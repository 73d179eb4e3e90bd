//! Splitting of input lines into command words.
//!
//! The shell has no quoting, escaping, or operators: a word is any maximal run
//! of characters that are not delimiters.

/// Characters separating words: space, tab, carriage return, newline and bell.
pub const DELIMITERS: [char; 5] = [' ', '\t', '\r', '\n', '\x07'];

/// Splits `line` into words, in left-to-right order.
///
/// Runs of delimiters collapse and never produce empty words, so an empty or
/// all-delimiter line yields an empty vector.
pub fn split_into_tokens(line: &str) -> Vec<String> {
    line.split(|c: char| DELIMITERS.contains(&c))
        .filter(|word| !word.is_empty())
        .map(str::to_owned)
        .collect()
}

### [Exercise details]
Repeat each record above precisely as written.

### [Solution for this problem]
repository 73d179eb4e3e90bd
//! Splitting of input lines into command words.
//!
//! The shell has no quoting, escaping, or operators: a word is any maximal run
//! of characters that are not delimiters.

/// Characters separating words: space, tab, carriage return, newline and bell.
pub const DELIMITERS: [char; 5] = [' ', '\t', '\r', '\n', '\x07'];

/// Splits `line` into words, in left-to-right order.
///
/// Runs of delimiters collapse and never produce empty words, so an empty or
/// all-delimiter line yields an empty vector.
pub fn split_into_tokens(line: &str) -> Vec<String> {
    line.split(|c: char| DELIMITERS.contains(&c))
        .filter(|word| !word.is_empty())
        .map(str::to_owned)
        .collect()
}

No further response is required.